Under this circumstance, repudiation is not even required, unless the facts
that give rise to the trust are concealed. This principle holds because of the
nature of an implied trust, which involves a certain antagonism between the
cestui que trust and the trustee. There is neither promise nor fiduciary
relation; the trustee does not recognize any trust and has no intention of
holding the property for the beneficiary; therefore, the latter is not justified in
delaying action to recover the property. (Delfina Vda. de Rigonan v. Zoroaster
Derecho, GR No. 159571, July 15, 2005)
While no time limit is imposed for the enforcement of rights under
express trusts, prescription may, however, bar a beneficiary's action for
recovery, if a repudiation of the trust is proven by clear and convincing
evidence and made known to the beneficiary. (Benigna Secuya v. Gerarda M.

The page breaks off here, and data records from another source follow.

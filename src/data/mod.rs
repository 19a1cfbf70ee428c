//! The data preparer (4.2): turns raw, native-currency bars into the base-currency,
//! FX-joined, pence-normalised table the calendar and engine both consume.
//!
//! The shape here echoes the teacher's `DataSource`/`SimSource` split
//! (quote-by-date-and-symbol plus a cursor over the full date range) but trades the
//! exchange-facing cursor for a one-shot batch transform, since the engine here
//! only ever replays a single historical window rather than stepping a live feed.

use std::collections::HashMap;

use chrono::NaiveDate;
use serde::{Deserialize, Serialize};

use crate::error::{BacktestError, Result};
use crate::types::{Currency, Mode, Ticker};

/// A single day's raw bar as it comes out of the upstream price store. Non-trading
/// days are assumed already forward-filled by that store; the preparer only
/// preserves the flag, it never fills gaps itself (4.2 step 6).
#[derive(Debug, Clone, Serialize, Deserialize)]
pub struct RawBar {
    pub date: NaiveDate,
    pub ticker: Ticker,
    pub close: f64,
    pub adjusted_close: f64,
    pub is_trading_day: bool,
    /// Present only on ex-dividend days.
    pub dividend: Option<f64>,
}

/// Asset metadata needed to route currency conversion; one row per ticker.
#[derive(Debug, Clone, Serialize, Deserialize)]
pub struct AssetMeta {
    pub ticker: Ticker,
    pub display_name: String,
    pub native_currency: Currency,
}

/// An FX rate from `from` to `to` on a given date. `from == to` is never stored
/// explicitly; lookups fall back to `1.0` in that case.
#[derive(Debug, Clone, Copy)]
pub struct FxRate {
    pub date: NaiveDate,
    pub from: Currency,
    pub to: Currency,
    pub rate: f64,
}

#[derive(Debug, Default)]
pub struct FxTable {
    rates: HashMap<(NaiveDate, &'static str, &'static str), f64>,
}

impl FxTable {
    pub fn new() -> Self {
        Self::default()
    }

    pub fn insert(&mut self, rate: FxRate) {
        self.rates.insert((rate.date, rate.from.code(), rate.to.code()), rate.rate);
    }

    /// Resolve the `from -> to` rate on `date`; `1.0` when the currencies match,
    /// `None` if no rate was loaded for that pair/date.
    pub fn rate(&self, date: NaiveDate, from: Currency, to: Currency) -> Option<f64> {
        if from.code() == to.code() {
            return Some(1.0);
        }
        self.rates.get(&(date, from.code(), to.code())).copied()
    }
}

/// A bar after currency normalisation: this is what the calendar and engine both
/// consume. `native_price` and `native_currency` reflect the bar *after* the
/// pence-to-pound rewrite in step 4; `base_price` is always in the engine's
/// configured base currency.
#[derive(Debug, Clone)]
pub struct PreparedBar {
    pub date: NaiveDate,
    pub ticker: Ticker,
    pub native_currency: Currency,
    pub native_price: f64,
    pub exchange_rate: f64,
    pub base_price: f64,
    pub is_trading_day: bool,
    pub dividend: Option<f64>,
}

/// Prepare the master price table for a backtest run (4.2).
///
/// `raw` need not be pre-filtered; this selects the price column for `mode`,
/// restricts to `tickers`/`[start, end]`, joins native currency and FX, and
/// normalises pence quotes. Returns [`BacktestError::EmptyPreparedData`] if
/// nothing survives the filter.
pub fn prepare(
    mode: Mode,
    base_currency: Currency,
    tickers: &[Ticker],
    start: NaiveDate,
    end: NaiveDate,
    raw: &[RawBar],
    assets: &HashMap<Ticker, AssetMeta>,
    fx: &FxTable,
) -> Result<Vec<PreparedBar>> {
    let mut out = Vec::new();

    for bar in raw {
        if !tickers.contains(&bar.ticker) {
            continue;
        }
        if bar.date < start || bar.date > end {
            continue;
        }

        let meta = assets.get(&bar.ticker).ok_or_else(|| {
            BacktestError::InvalidConfig(format!("no asset metadata for ticker {}", bar.ticker))
        })?;

        // Step 1: select the price column by mode.
        let selected_price = match mode {
            Mode::Basic => bar.adjusted_close,
            Mode::Realistic => bar.close,
        };

        // Step 4: pence is always GBX in the raw feed; divide by 100 and retag GBP
        // before the FX join, so a GBX/GBP pair never needs its own FX rate.
        let (native_currency, native_price) = match meta.native_currency {
            Currency::GBX => (Currency::GBP, selected_price / 100.0),
            other => (other, selected_price),
        };

        // Step 5: FX join, 1.0 when already in base currency.
        let exchange_rate = fx
            .rate(bar.date, native_currency, base_currency)
            .ok_or_else(|| {
                BacktestError::InvalidConfig(format!(
                    "no FX rate {}->{} on {}",
                    native_currency, base_currency, bar.date
                ))
            })?;
        let base_price = native_price * exchange_rate;

        out.push(PreparedBar {
            date: bar.date,
            ticker: bar.ticker.clone(),
            native_currency,
            native_price,
            exchange_rate,
            base_price,
            is_trading_day: bar.is_trading_day,
            // realistic mode carries the per-bar dividend through; basic mode's
            // adjusted-close series already embeds dividend reinvestment, so it
            // has no separate dividend event.
            dividend: match mode {
                Mode::Realistic => bar.dividend,
                Mode::Basic => None,
            },
        });
    }

    if out.is_empty() {
        return Err(BacktestError::EmptyPreparedData);
    }

    Ok(out)
}

/// A benchmark's advertised active window, used to decide eligibility (4.6):
/// a benchmark is only simulated if its coverage fully spans `[start, end]`.
#[derive(Debug, Clone)]
pub struct BenchmarkWindow {
    pub display_name: String,
    pub first_observed: NaiveDate,
    pub last_observed: NaiveDate,
}

/// Filter `benchmarks` down to those whose window fully covers `[start, end]`.
/// Non-fatal per 4.6/7: ineligible benchmarks are silently dropped, not errors.
pub fn eligible_benchmarks(
    benchmarks: &HashMap<Ticker, BenchmarkWindow>,
    start: NaiveDate,
    end: NaiveDate,
) -> Vec<Ticker> {
    let mut out: Vec<Ticker> = benchmarks
        .iter()
        .filter(|(_, w)| w.first_observed <= start && w.last_observed >= end)
        .map(|(t, _)| t.clone())
        .collect();
    out.sort();
    out
}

Vda. De Selma, GR No. 136021, February 22, 2000)
Void Contracts
Since the principal obligation was void, there was no contract that could
have been breached by petitioners; thus, the stipulation on liquidated
damages was inexistent. The nullity of the principal obligation carried with it
the nullity of the accessory obligation of liquidated damages. (Jose
Menchavez v. Florentino Teves Jr., GR No. 153201, January 26, 2005)
Courts will not aid either party to enforce an illegal contract, but will
leave them both where they find them. Neither party can recover damages
from the other arising from the act contrary to law, or plead the same as a
cause of action or as a defense. Each must bear the consequences of his
own acts. (City of Angeles v. Court of Appeals, GR No. 97882, August 28,
1996)
Prescription cannot be invoked as a ground if the contract is alleged to
be void ab initio. It is axiomatic that the action or defense for the declaration
of nullity of a contract does not prescribe. (Virginia O. Gochan v. Richard G.
Young, GR No. 131889, March 12, 2001)

The imprescriptibility of an action to annul a contract does not mean that


the present respondents are perpetually allowed to recover the property,
the subject of the void contract. They may file the action to annul, but their
right to recover based on ownership is contingent on the premise that they
still own the property. Ownership may have been lost in the interval during
which they remained inactive. For this reason, the Court constantly
reminds parties to remain vigilant over their rights. (Delfina Vda. de
Rigonan v. Zoroaster Derecho, GR No. 159571, July 15, 2005)
Voidable Contracts
Although allegedly voidable, [the Contract of Sale] is binding unless
annulled by a proper action in court. Not being a determinate conduct that
can be extrajudically demanded, it cannot be considered as an obligation
either. Since Article 1390 of the Civil Code states that voidable contracts are
binding, unless they are annulled by a proper action in court, it is clear that
the defendants were not obligated to accede to any extrajudicial demand to
annul the Contract of Sale. (William Alain Miailhe v. Court of Appeals, GR No.